Que os cartolas brasileiros foram e são historicamente incapazes de conceber o futebol nacional em sua dimensão coletiva, na qual cada clube necessariamente depende da grandeza dos outros, é algo notório desde que dedico boa parte da vida a torcer numa arquibancada. Que as paixões particulares por nossos clubes não raro tendem a estabelecer leituras parciais e demasiadamente interessadas também não equivale a nenhuma novidade. Entretanto, que o futebol sirva como instrumento político vil até mesmo durante a mais grave crise sanitária desde a gripe espanhola de 1918 é fenômeno que, se não chega a surpreender, tampouco deixa de abalar ainda mais as convicções em relação ao caráter potencialmente socializante da bola por aqui. Em vez de arena comunitária capaz de congregar diferenças na dor, nem que seja por ensaiada condolência, hoje o esporte sucumbe diante de um cenário em que a morte se fortalece como capital político. No lugar da cultura que alumia, emerge só a pura indústria que massacra simulando afagos.

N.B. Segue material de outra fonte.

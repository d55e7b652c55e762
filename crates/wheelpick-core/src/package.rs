//! Lockfile package records and their resolution.
//!
//! A [`PackageRecord`] is what a lockfile reader produces for one locked
//! package. [`ResolvedPackage::resolve`] runs the runtime constraint check and
//! the candidate selector on it; the result is immutable and is later paired
//! with a [`Verification`](crate::verify::Verification) for reporting.

use serde::{Deserialize, Serialize};
use thiserror::Error;

use crate::constraint;
use crate::resolver::{self, CandidateFile};
pub use crate::types::{FileHash, PackageName, PlatformProfile, Version};

/// One file listed for a package in the lockfile.
#[derive(Debug, Clone, PartialEq, Eq, Serialize, Deserialize)]
pub struct FileRecord {
    /// Distribution filename (`cffi-1.15.1-cp311-cp311-win_amd64.whl`).
    pub filename: String,
    /// Declared hash, `algorithm:hexdigest`.
    pub hash: FileHash,
}

impl FileRecord {
    /// Create a file record.
    pub fn new(filename: impl Into<String>, hash: FileHash) -> Self {
        Self {
            filename: filename.into(),
            hash,
        }
    }
}

/// A locked package as read from a lockfile.
#[derive(Debug, Clone, PartialEq, Eq, Serialize, Deserialize)]
pub struct PackageRecord {
    /// Package name.
    pub name: PackageName,
    /// Pinned version.
    pub version: Version,
    /// Runtime version constraint, e.g. `>=3.7,<4.0`.
    pub runtime_constraint: Option<String>,
    /// Name of the repository the package is fetched from.
    pub repository: String,
    /// Every file the lockfile lists for this version.
    pub files: Vec<FileRecord>,
}

/// A per-package anomaly, rendered under the package's report line.
#[derive(Error, Debug, Clone, PartialEq, Eq)]
pub enum Diagnostic {
    /// The runtime version does not satisfy the package's constraint.
    #[error("The python version is not supported by this package.")]
    UnsupportedRuntime,

    /// No listed file is usable on the requested platform.
    #[error("No file matches the requested python version and platform.")]
    NoCompatibleCandidate,

    /// Only the source archive is usable although binaries exist.
    #[error("This package will require a build.")]
    RequiresLocalBuild,

    /// The index reports a different digest than the lockfile declares.
    #[error("Unmatched hash for \"{filename}\": {expected} != {actual}")]
    HashMismatch {
        /// Affected file.
        filename: String,
        /// Hash declared in the lockfile.
        expected: FileHash,
        /// `algorithm:digest` reported by the index or computed on download.
        actual: String,
    },

    /// A metadata or download failure recorded instead of stopping the run.
    #[error("{0}")]
    Fetch(String),
}

/// How a resolved package will be installed.
#[derive(Debug, Clone, Copy, PartialEq, Eq)]
pub enum ResolutionStatus {
    /// The best candidate is a wheel.
    Binary,
    /// The best candidate is a source archive.
    SourceBuild,
    /// No usable candidate.
    Unresolved,
}

/// Resolution result for one package: ranked candidates (best first) and
/// the diagnostics produced while ranking them.
#[derive(Debug, Clone)]
pub struct ResolvedPackage {
    name: PackageName,
    version: Version,
    runtime_constraint: Option<String>,
    repository: String,
    candidates: Vec<CandidateFile>,
    requires_local_build: bool,
    saw_incompatible_binary: bool,
    diagnostics: Vec<Diagnostic>,
}

impl ResolvedPackage {
    /// Resolve a record against a profile. Never fails: every anomaly becomes
    /// a [`Diagnostic`].
    pub fn resolve(record: &PackageRecord, profile: &PlatformProfile) -> Self {
        let mut diagnostics = Vec::new();

        let constraint = record
            .runtime_constraint
            .as_deref()
            .map(str::trim)
            .filter(|c| !c.is_empty() && *c != "*");
        if !constraint::is_satisfied_by(constraint, profile.runtime_version()) {
            diagnostics.push(Diagnostic::UnsupportedRuntime);
        }

        let selection = resolver::select(&record.files, &record.name, profile);
        if selection.candidates.is_empty() {
            diagnostics.push(Diagnostic::NoCompatibleCandidate);
        }
        if selection.requires_local_build {
            diagnostics.push(Diagnostic::RequiresLocalBuild);
        }

        Self {
            name: record.name.clone(),
            version: record.version.clone(),
            runtime_constraint: constraint.map(str::to_string),
            repository: record.repository.clone(),
            candidates: selection.candidates,
            requires_local_build: selection.requires_local_build,
            saw_incompatible_binary: selection.saw_incompatible_binary,
            diagnostics,
        }
    }

    /// Package name.
    pub fn name(&self) -> &PackageName {
        &self.name
    }

    /// Pinned version.
    pub fn version(&self) -> &Version {
        &self.version
    }

    /// Runtime constraint, `None` when absent or `*`.
    pub fn runtime_constraint(&self) -> Option<&str> {
        self.runtime_constraint.as_deref()
    }

    /// Repository name used for metadata lookup and download.
    pub fn repository(&self) -> &str {
        &self.repository
    }

    /// Candidates, best first; a source archive, if any, is always last.
    pub fn candidates(&self) -> &[CandidateFile] {
        &self.candidates
    }

    /// The preferred candidate.
    pub fn best(&self) -> Option<&CandidateFile> {
        self.candidates.first()
    }

    /// Whether only the source archive is usable although binaries exist.
    pub fn requires_local_build(&self) -> bool {
        self.requires_local_build
    }

    /// Whether a Linux binary was rejected for its platform tag.
    pub fn saw_incompatible_binary(&self) -> bool {
        self.saw_incompatible_binary
    }

    /// Resolution diagnostics, in the order they were raised.
    pub fn diagnostics(&self) -> &[Diagnostic] {
        &self.diagnostics
    }

    /// Install status implied by the best candidate.
    pub fn status(&self) -> ResolutionStatus {
        match self.best() {
            Some(c) if c.is_wheel() => ResolutionStatus::Binary,
            Some(_) => ResolutionStatus::SourceBuild,
            None => ResolutionStatus::Unresolved,
        }
    }
}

Estádios, bem o sabemos, constituem um microcosmo da sociedade em que estamos inseridos. Por algum tempo, haverão de permanecer vazios. Apesar disso, o temor no Brasil não surge exatamente pela ausência de torcedores nas arenas do novo século: o verdadeiro risco é o de que, à primeira oportunidade, elas se façam cheias, em mais uma experiência de entretenimento fúnebre. Desejo não faltou à Prefeitura, que chegou a liberar momentaneamente a presença de público em partidas oficiais. Tal cenário nos conduz à pergunta que serve como epítome destes tempos: e daí? Para os responsáveis pelo desfecho do Campeonato Carioca de 2020, concordar com a sentença de Sacchi afinal pode ser bem simples: basta que, entre as ditas coisas menos importantes da existência humana, possamos elencar o respeito à saúde e à vida, estes valores fora de moda, bem abaixo do futebol – enfim convertido em útil ferramenta a ser submetida à verdadeira senhora de todos nós, a importância das importâncias!: a fria lei do cifrão. Ao fim e ao cabo, vá lá, o desenlace teve sua dose de coerência: angariou a taça o clube cuja direção fez de tudo para merecê-la – ainda que para isso tenha precisado abrir mão da moralidade. Que a recompensa lhe caia bem.